História 81

O FUJÃO

De Roque Jacinto

Tema: Amor ao Lar

          Paulinho fugira de casa. Por mais que quisesse ir sozinho, Pitoco o cãozinho, ia a acompanhá-lo.

          _Não volto mais, nunca mais... Dizia.

          _Eu também, dizia Pitoco.

          O menino bateu em Pitoco com uma vara. Tudo inútil porém. Pitoco teimava em segui-lo.

          _De o fora Pitoco!

          _Ahumm- vou ajudar você, rosnou o cãozinho.

          Paulinho disse: Adeus! E tudo ficou para traz porque ele seguiu o seu rumo.

          Os pais de Paulinho, ficaram desesperados.

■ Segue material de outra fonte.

use crate::OutputFormat;
use crate::util::{CliResult, parse_path};
use anyhow::Context;
use clap::Args;
use serde::{Deserialize, Serialize};
use std::cell::RefCell;
use std::fmt::Write;
use std::path::PathBuf;
use std::rc::Rc;
use treebind_adapter::{NodeHandle, RowEvent, RowEventSink, TreeAdapter, TreeModel};
use treebind_core::Value;
use treebind_core::source::TreeSource;
use treebind_source_mock::{ItemSpec, MockSource, MockTree};

#[derive(Args, Debug, Clone)]
pub struct EventsArgs {
    /// XML tree definition to adapt.
    #[arg(value_name = "TREE_XML")]
    pub file: PathBuf,
    /// JSON mutation script to replay against the tree.
    #[arg(value_name = "SCRIPT_JSON")]
    pub script: PathBuf,
    /// Materialize the whole tree before replaying; without this only
    /// regions a consumer already pulled produce precise events.
    #[arg(long = "materialize")]
    pub materialize: bool,
    /// Serve children through forward-only enumerators.
    #[arg(long = "sequential")]
    pub sequential: bool,
    #[arg(long = "format", value_enum, default_value_t = OutputFormat::Text)]
    pub format: OutputFormat,
}

/// One scripted mutation, e.g.
/// `{"op": "insert", "parent": "", "index": 1, "items": [{"values": ["X"]}]}`.
#[derive(Deserialize, Debug)]
#[serde(tag = "op", rename_all = "kebab-case")]
enum ScriptOp {
    Insert {
        #[serde(default)]
        parent: String,
        index: usize,
        items: Vec<ScriptItem>,
    },
    Remove {
        #[serde(default)]
        parent: String,
        index: usize,
        #[serde(default = "one")]
        count: usize,
    },
    Replace {
        #[serde(default)]
        parent: String,
        index: usize,
        items: Vec<ScriptItem>,
    },
    SetValue {
        path: String,
        column: usize,
        value: Value,
    },
    Move {
        #[serde(default)]
        parent: String,
        from: usize,
        to: usize,
        #[serde(default = "one")]
        count: usize,
    },
    Reorder {
        #[serde(default)]
        parent: String,
        order: Vec<usize>,
    },
    Reset {
        #[serde(default)]
        parent: String,
    },
}

fn one() -> usize {
    1
}

#[derive(Deserialize, Debug)]
struct ScriptItem {
    values: Vec<Value>,
    #[serde(default)]
    children: Vec<ScriptItem>,
}

impl ScriptItem {
    fn into_spec(self) -> ItemSpec {
        let mut spec = ItemSpec::new(self.values);
        for child in self.children {
            spec = spec.with_child(child.into_spec());
        }
        spec
    }
}

#[derive(Serialize, Debug, Clone, PartialEq, Eq)]
#[serde(tag = "event", rename_all = "kebab-case")]
enum EventSummary {
    Inserted { path: String },
    Removed { path: String },
    Changed { path: String },
    Reordered { parent: String, permutation: Vec<usize> },
    Reset { parent: String },
}

impl From<&RowEvent> for EventSummary {
    fn from(event: &RowEvent) -> Self {
        match event {
            RowEvent::Inserted { path } => EventSummary::Inserted { path: path.to_string() },
            RowEvent::Removed { path } => EventSummary::Removed { path: path.to_string() },
            RowEvent::Changed { path } => EventSummary::Changed { path: path.to_string() },
            RowEvent::Reordered { parent, permutation } => EventSummary::Reordered {
                parent: parent.to_string(),
                permutation: permutation.clone(),
            },
            RowEvent::Reset { parent } => EventSummary::Reset { parent: parent.to_string() },
        }
    }
}

#[derive(Default)]
struct CollectingSink {
    events: RefCell<Vec<EventSummary>>,
}

impl RowEventSink for CollectingSink {
    fn on_event(&self, event: &RowEvent) {
        self.events.borrow_mut().push(EventSummary::from(event));
    }
}

pub fn run(args: &EventsArgs) -> CliResult<String> {
    let xml = std::fs::read_to_string(&args.file)
        .with_context(|| format!("reading {}", args.file.display()))?;
    let tree = MockTree::from_xml(&xml)?;
    let source = Rc::new(if args.sequential {
        MockSource::sequential(tree)
    } else {
        MockSource::new(tree)
    });
    let adapter = TreeAdapter::new(Rc::clone(&source) as Rc<dyn TreeSource>);
    let sink = Rc::new(CollectingSink::default());
    adapter.subscribe(sink.clone());

    if args.materialize {
        materialize_all(&adapter, None);
    }

    let script_text = std::fs::read_to_string(&args.script)
        .with_context(|| format!("reading {}", args.script.display()))?;
    let script: Vec<ScriptOp> =
        serde_json::from_str(&script_text).context("parsing mutation script")?;
    for op in script {
        apply_op(&source, op)?;
        for event in source.take_events() {
            adapter.apply(&event);
        }
    }

    let events = sink.events.borrow();
    match args.format {
        OutputFormat::Text => Ok(render_text(&events)),
        OutputFormat::Json => Ok(serde_json::to_string_pretty(&*events)?),
    }
}

fn materialize_all(adapter: &TreeAdapter, parent: Option<NodeHandle>) {
    for index in 0..adapter.child_count(parent) {
        if let Some(handle) = adapter.nth_child(parent, index) {
            materialize_all(adapter, Some(handle));
        }
    }
}

fn apply_op(source: &MockSource, op: ScriptOp) -> CliResult<()> {
    match op {
        ScriptOp::Insert { parent, index, items } => {
            let parent = parse_path(Some(parent.as_str()))?;
            source.insert(&parent, index, items.into_iter().map(ScriptItem::into_spec).collect());
        }
        ScriptOp::Remove { parent, index, count } => {
            source.remove(&parse_path(Some(parent.as_str()))?, index, count);
        }
        ScriptOp::Replace { parent, index, items } => {
            let parent = parse_path(Some(parent.as_str()))?;
            source.replace(&parent, index, items.into_iter().map(ScriptItem::into_spec).collect());
        }
        ScriptOp::SetValue { path, column, value } => {
            source.set_value(&parse_path(Some(path.as_str()))?, column, value);
        }
        ScriptOp::Move { parent, from, to, count } => {
            source.move_block(&parse_path(Some(parent.as_str()))?, from, to, count);
        }
        ScriptOp::Reorder { parent, order } => {
            source.reorder(&parse_path(Some(parent.as_str()))?, &order);
        }
        ScriptOp::Reset { parent } => {
            source.reset(&parse_path(Some(parent.as_str()))?);
        }
    }
    Ok(())
}

fn render_text(events: &[EventSummary]) -> String {
    let mut output = String::new();
    for event in events {
        let line = match event {
            EventSummary::Inserted { path } => format!("inserted   {path}"),
            EventSummary::Removed { path } => format!("removed    {path}"),
            EventSummary::Changed { path } => format!("changed    {path}"),
            EventSummary::Reordered { parent, permutation } => {
                format!("reordered  {parent:<10} {permutation:?}")
            }
            EventSummary::Reset { parent } => format!("reset      {parent}"),
        };
        let _ = writeln!(output, "{}", line.trim_end());
    }
    output.trim_end().to_owned()
}

#[cfg(test)]
mod tests {
    use super::*;
    use rstest::rstest;
    use std::io::Write as _;

    const TREE: &str = r#"<tree>
        <item values="A"/>
        <item values="B"/>
        <item values="C"/>
    </tree>"#;

    fn write_file(content: &str) -> tempfile::NamedTempFile {
        let mut file = tempfile::NamedTempFile::new().expect("temp file");
        file.write_all(content.as_bytes()).expect("write");
        file
    }

    fn args(tree: &tempfile::NamedTempFile, script: &tempfile::NamedTempFile) -> EventsArgs {
        EventsArgs {
            file: tree.path().to_path_buf(),
            script: script.path().to_path_buf(),
            materialize: true,
            sequential: false,
            format: OutputFormat::Text,
        }
    }

    #[rstest]
    fn insert_script_reports_the_new_row() {
        let tree = write_file(TREE);
        let script = write_file(
            r#"[{"op": "insert", "index": 1, "items": [{"values": ["X"]}]}]"#,
        );
        let output = run(&args(&tree, &script)).expect("events");
        assert_eq!(output, "inserted   1");
    }

    #[rstest]
    fn scripts_chain_multiple_mutations() {
        let tree = write_file(TREE);
        let script = write_file(
            r#"[
                {"op": "remove", "index": 0},
                {"op": "set-value", "path": "0", "column": 0, "value": "B'"},
                {"op": "reorder", "order": [1, 0]}
            ]"#,
        );
        let output = run(&args(&tree, &script)).expect("events");
        assert_eq!(
            output.lines().collect::<Vec<_>>(),
            ["removed    0", "changed    0", "reordered             [1, 0]"]
        );
    }

    #[rstest]
    fn json_format_emits_tagged_events() {
        let tree = write_file(TREE);
        let script = write_file(r#"[{"op": "reset"}]"#);
        let output = run(&EventsArgs { format: OutputFormat::Json, ..args(&tree, &script) })
            .expect("events");
        let json: serde_json::Value = serde_json::from_str(&output).expect("json");
        assert_eq!(json[0]["event"], "reset");
        assert_eq!(json[0]["parent"], "");
    }

    #[rstest]
    fn unmaterialized_regions_stay_silent() {
        let tree = write_file(TREE);
        let script = write_file(
            r#"[{"op": "insert", "index": 2, "items": [{"values": ["X"]}]}]"#,
        );
        let quiet = run(&EventsArgs {
            materialize: false,
            ..args(&tree, &script)
        })
        .expect("events");
        assert_eq!(quiet, "");
    }
}
use std::fmt;

/// Opaque ticket identifying one live node of an adapter.
///
/// A handle is minted when its node is first materialized and stops
/// resolving the moment the node is freed. Slots are reused, but every
/// reuse bumps the slot's generation, so a stale ticket keeps failing
/// softly instead of aliasing whatever occupies the slot later.
#[derive(Clone, Copy, PartialEq, Eq, Hash)]
pub struct NodeHandle {
    index: u32,
    generation: u32,
}

impl fmt::Debug for NodeHandle {
    fn fmt(&self, f: &mut fmt::Formatter<'_>) -> fmt::Result {
        write!(f, "NodeHandle({}.{})", self.index, self.generation)
    }
}

/// Generation-checked slot map backing the node arena.
pub(crate) struct HandleTable<T> {
    slots: Vec<Slot<T>>,
    free: Vec<u32>,
    live: usize,
}

struct Slot<T> {
    generation: u32,
    entry: Option<T>,
}

impl<T> HandleTable<T> {
    pub fn new() -> Self {
        Self { slots: Vec::new(), free: Vec::new(), live: 0 }
    }

    pub fn mint(&mut self, entry: T) -> NodeHandle {
        self.live += 1;
        if let Some(index) = self.free.pop() {
            let slot = &mut self.slots[index as usize];
            slot.entry = Some(entry);
            return NodeHandle { index, generation: slot.generation };
        }
        let index = u32::try_from(self.slots.len()).expect("node arena exceeds u32 slots");
        self.slots.push(Slot { generation: 0, entry: Some(entry) });
        NodeHandle { index, generation: 0 }
    }

    pub fn get(&self, handle: NodeHandle) -> Option<&T> {
        let slot = self.slots.get(handle.index as usize)?;
        if slot.generation != handle.generation {
            return None;
        }
        slot.entry.as_ref()
    }

    pub fn get_mut(&mut self, handle: NodeHandle) -> Option<&mut T> {
        let slot = self.slots.get_mut(handle.index as usize)?;
        if slot.generation != handle.generation {
            return None;
        }
        slot.entry.as_mut()
    }

    pub fn release(&mut self, handle: NodeHandle) -> Option<T> {
        let slot = self.slots.get_mut(handle.index as usize)?;
        if slot.generation != handle.generation {
            return None;
        }
        let entry = slot.entry.take()?;
        slot.generation = slot.generation.wrapping_add(1);
        self.free.push(handle.index);
        self.live -= 1;
        Some(entry)
    }

    pub fn len(&self) -> usize {
        self.live
    }
}
use crate::adapter::TreeAdapter;
use crate::events::{RowEvent, RowEventDispatcher, RowEventSink};
use crate::handle::NodeHandle;
use crate::model::TreeModel;
use std::cell::{Cell, RefCell};
use std::collections::HashMap;
use std::rc::{Rc, Weak};
use std::time::Instant;
use treebind_core::{TreePath, Value};
use tracing::{debug, warn};

/// Predicate deciding which base rows a [`FilterView`] exposes.
pub type FilterPredicate = Box<dyn Fn(&TreeAdapter, NodeHandle) -> bool>;

/// Predicate-based subset of a base adapter with its own path space.
///
/// Hidden rows prune their subtrees. The visible set is evaluated eagerly:
/// [`FilterView::refilter`] walks the entire base tree (materializing it
/// fully) and pulls are then answered from the snapshot. Base mutations
/// trigger a refilter scoped to the affected parent rather than incremental
/// patching, because predicate results are not monotonic with source order.
pub struct FilterView {
    base: Rc<TreeAdapter>,
    predicate: FilterPredicate,
    snapshot: RefCell<FilterSnapshot>,
    events: RowEventDispatcher,
    rebuilding: Cell<bool>,
}

#[derive(Default)]
struct FilterSnapshot {
    roots: Vec<VisibleNode>,
    /// Base handle → view path, rebuilt with the snapshot.
    lookup: HashMap<NodeHandle, TreePath>,
}

struct VisibleNode {
    /// Base adapter handle; the view exposes base handles unchanged.
    handle: NodeHandle,
    /// Sibling index within the base parent at snapshot time.
    base_index: usize,
    children: Vec<VisibleNode>,
}

impl FilterView {
    pub fn new(
        base: Rc<TreeAdapter>,
        predicate: impl Fn(&TreeAdapter, NodeHandle) -> bool + 'static,
    ) -> Rc<Self> {
        let view = Rc::new(Self {
            base: Rc::clone(&base),
            predicate: Box::new(predicate),
            snapshot: RefCell::new(FilterSnapshot::default()),
            events: RowEventDispatcher::default(),
            rebuilding: Cell::new(false),
        });
        view.rebuild_all();
        base.subscribe(Rc::new(BaseRelay { view: Rc::downgrade(&view) }));
        view
    }

    pub fn base(&self) -> &Rc<TreeAdapter> {
        &self.base
    }

    /// Registers a sink receiving this view's structural events.
    pub fn subscribe(&self, sink: Rc<dyn RowEventSink>) {
        self.events.register(sink);
    }

    /// Forces a full re-evaluation of the predicate over every base row,
    /// eager even over rows the base has not materialized yet, and emits
    /// a structural reset for the whole view.
    pub fn refilter(&self) {
        self.rebuild_all();
        self.events.dispatch(&RowEvent::Reset { parent: TreePath::root() });
    }

    /// Translates a view path into the base adapter's path space.
    pub fn convert_path_to_base(&self, path: &TreePath) -> Option<TreePath> {
        let snapshot = self.snapshot.borrow();
        let mut nodes = &snapshot.roots;
        let mut base = TreePath::root();
        for &index in path.indices() {
            let node = nodes.get(index)?;
            base.push(node.base_index);
            nodes = &node.children;
        }
        Some(base)
    }

    /// Translates a base path into this view's path space; `None` when the
    /// base row or one of its ancestors is filtered out.
    pub fn convert_base_path(&self, path: &TreePath) -> Option<TreePath> {
        let snapshot = self.snapshot.borrow();
        let mut nodes = &snapshot.roots;
        let mut view = TreePath::root();
        for &base_index in path.indices() {
            let position = nodes.iter().position(|node| node.base_index == base_index)?;
            view.push(position);
            nodes = &nodes[position].children;
        }
        Some(view)
    }

    fn rebuild_all(&self) {
        if self.rebuilding.replace(true) {
            return;
        }
        let start = Instant::now();
        let roots = self.visible_children(None);
        self.rebuilding.set(false);
        let mut lookup = HashMap::new();
        index_nodes(&roots, &TreePath::root(), &mut lookup);
        let rows = lookup.len();
        *self.snapshot.borrow_mut() = FilterSnapshot { roots, lookup };
        debug!(rows, elapsed_ms = start.elapsed().as_millis() as u64, "refilter: complete");
    }

    fn visible_children(&self, parent: Option<NodeHandle>) -> Vec<VisibleNode> {
        let count = self.base.child_count(parent);
        let mut visible = Vec::new();
        for base_index in 0..count {
            let Some(handle) = self.base.nth_child(parent, base_index) else {
                break;
            };
            if (self.predicate)(&self.base, handle) {
                let children = self.visible_children(Some(handle));
                visible.push(VisibleNode { handle, base_index, children });
            }
        }
        visible
    }

    fn on_base_event(&self, event: &RowEvent) {
        let base_parent = match event {
            RowEvent::Inserted { path } | RowEvent::Removed { path } | RowEvent::Changed { path } => {
                path.parent().unwrap_or_default()
            }
            RowEvent::Reordered { parent, .. } | RowEvent::Reset { parent } => parent.clone(),
        };
        self.refilter_scope(&base_parent);
    }

    /// Best-effort narrow refilter: re-evaluates the subtree under the base
    /// parent the event names and resets the corresponding view region.
    fn refilter_scope(&self, base_parent: &TreePath) {
        if self.rebuilding.get() {
            // A rebuild is already walking the base; it will observe the
            // post-event state.
            return;
        }
        if base_parent.is_root() {
            self.refilter();
            return;
        }
        let Some(handle) = self.base.node_at(base_parent) else {
            warn!(base_parent = %base_parent, "event parent no longer resolvable; refiltering fully");
            self.refilter();
            return;
        };
        let view_path = match self.snapshot.borrow().lookup.get(&handle) {
            Some(path) => path.clone(),
            None => {
                debug!(base_parent = %base_parent, "mutation beneath a hidden row; nothing visible changes");
                return;
            }
        };
        self.rebuilding.set(true);
        let children = self.visible_children(Some(handle));
        self.rebuilding.set(false);
        {
            let mut snapshot = self.snapshot.borrow_mut();
            let Some(node) = find_node_mut(&mut snapshot.roots, view_path.indices()) else {
                drop(snapshot);
                self.refilter();
                return;
            };
            node.children = children;
            let mut lookup = HashMap::new();
            index_nodes(&snapshot.roots, &TreePath::root(), &mut lookup);
            snapshot.lookup = lookup;
        }
        self.events.dispatch(&RowEvent::Reset { parent: view_path });
    }
}

impl TreeModel for FilterView {
    fn column_count(&self) -> usize {
        self.base.column_count()
    }

    fn node_at(&self, path: &TreePath) -> Option<NodeHandle> {
        if path.is_root() {
            return None;
        }
        let snapshot = self.snapshot.borrow();
        find_node(&snapshot.roots, path.indices()).map(|node| node.handle)
    }

    fn path_of(&self, handle: NodeHandle) -> Option<TreePath> {
        self.snapshot.borrow().lookup.get(&handle).cloned()
    }

    fn value(&self, handle: NodeHandle, column: usize) -> Option<Value> {
        self.base.value(handle, column)
    }

    fn parent(&self, handle: NodeHandle) -> Option<NodeHandle> {
        let path = self.path_of(handle)?;
        let parent = path.parent()?;
        if parent.is_root() {
            return None;
        }
        self.node_at(&parent)
    }

    fn first_child(&self, parent: Option<NodeHandle>) -> Option<NodeHandle> {
        self.nth_child(parent, 0)
    }

    fn next_sibling(&self, handle: NodeHandle) -> Option<NodeHandle> {
        let path = self.path_of(handle)?;
        let position = path.last()?;
        let parent = path.parent().unwrap_or_default();
        let snapshot = self.snapshot.borrow();
        let siblings = if parent.is_root() {
            &snapshot.roots
        } else {
            &find_node(&snapshot.roots, parent.indices())?.children
        };
        siblings.get(position + 1).map(|node| node.handle)
    }

    fn nth_child(&self, parent: Option<NodeHandle>, index: usize) -> Option<NodeHandle> {
        let snapshot = self.snapshot.borrow();
        let children = match parent {
            None => &snapshot.roots,
            Some(handle) => {
                let path = snapshot.lookup.get(&handle)?;
                &find_node(&snapshot.roots, path.indices())?.children
            }
        };
        children.get(index).map(|node| node.handle)
    }

    fn child_count(&self, parent: Option<NodeHandle>) -> usize {
        let snapshot = self.snapshot.borrow();
        match parent {
            None => snapshot.roots.len(),
            Some(handle) => snapshot
                .lookup
                .get(&handle)
                .and_then(|path| find_node(&snapshot.roots, path.indices()))
                .map_or(0, |node| node.children.len()),
        }
    }
}

struct BaseRelay {
    view: Weak<FilterView>,
}

impl RowEventSink for BaseRelay {
    fn on_event(&self, event: &RowEvent) {
        if let Some(view) = self.view.upgrade() {
            view.on_base_event(event);
        }
    }
}

fn index_nodes(nodes: &[VisibleNode], base: &TreePath, lookup: &mut HashMap<NodeHandle, TreePath>) {
    for (position, node) in nodes.iter().enumerate() {
        let path = base.child(position);
        index_nodes(&node.children, &path, lookup);
        lookup.insert(node.handle, path);
    }
}

fn find_node<'a>(nodes: &'a [VisibleNode], indices: &[usize]) -> Option<&'a VisibleNode> {
    let (&first, rest) = indices.split_first()?;
    let node = nodes.get(first)?;
    if rest.is_empty() { Some(node) } else { find_node(&node.children, rest) }
}

fn find_node_mut<'a>(nodes: &'a mut [VisibleNode], indices: &[usize]) -> Option<&'a mut VisibleNode> {
    let (&first, rest) = indices.split_first()?;
    let node = nodes.get_mut(first)?;
    if rest.is_empty() { Some(node) } else { find_node_mut(&mut node.children, rest) }
}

          Ele, contudo, lá longe fazia mil artes. Subiu numa laranjeira derrubando os frutos e quebrando-lhe os galhos. A árvore pobrezinha, ficou a chorar.

          _Ai... Ai... Ajude-me por amor de Jesus!

          A vaquinha que pastava próximo, compadecida disse: Pobre infeliz.

          Na chácara de seu Zico, além de quebrar porteira da granja, soltou todas as galinhas, e Pitoco latia furioso.

          _Au... uf... uf...Au... Au...

          Paulinho, pendurou-se na traseira de um caminhão, até que uma sacudidela maior o atirou ao chão. Pitoco, ficou a lamber-lhe os arranhões.

          _Acuda... gritava!

          _Estou ajudando disse o cachorrinho.

          Já era noite. Paulinho e Pitoco ficaram na estrada deserta. Percebeu que não mais sabia o caminho de volta. E choramingou de fome.

          _Ruuuumm... Fez Pitoco.

          _Que é Pitoco?

          _Siga-me. E, apanhando Paulinho pela barra da calça, lá se voltou para a direção do lar abandonado.

          Na volta enfrente a granja de Seu Zico, Paulinho foi pedir um pedaço de Pão. Envergonhado pelo que fizera, contou tudo ao seu Zico, principalmente, a arte daninha de soltar as galinhas.

          _Quero recolher as galinhas.

          _Está bem Paulinho.

          Querendo reparar o mal, pediu licença para reunir de novo as galinhas no galinheiro. Seu Zico concordou. E lá se foram os três.

          _Au... Au... Au... ladrava o cachorro.

          _Co... co... Ro...Co... cacarejavam as galinhas.

          _Chiii... Chiiii... Cibaaa... Chibaaa... gritava Paulinho atrás das galinhas.

          Sempre puxado por Pitoco, Paulinho ouviu a laranjeira chorando. Apiedou-se dela e com lenços amarrou os galhos partidos. Pronto disse contente, esfregando as mãos. Perdoe-me! Disse.

          _Sim respondeu a laranjeira.

          Já em casa, confessou-se arrependido. A mãe disse-lhe:

          _Ainda bem que você teve a coragem de corrigir os seus erros. Se errar é mau, pior é ficar indiferente aos males praticados.

          _Este é o seu Lar! Disse a mamãe.

          _Nunca mais fugirei, disse Paulinho.

          Abraçando Pitoco, o bom amigo, Paulinho guardou muito bem a lição.

          A nossa casa, nosso lar é o MELHOR LUGAR DO MUNDO!

          _É claro... rosnou Pitoco!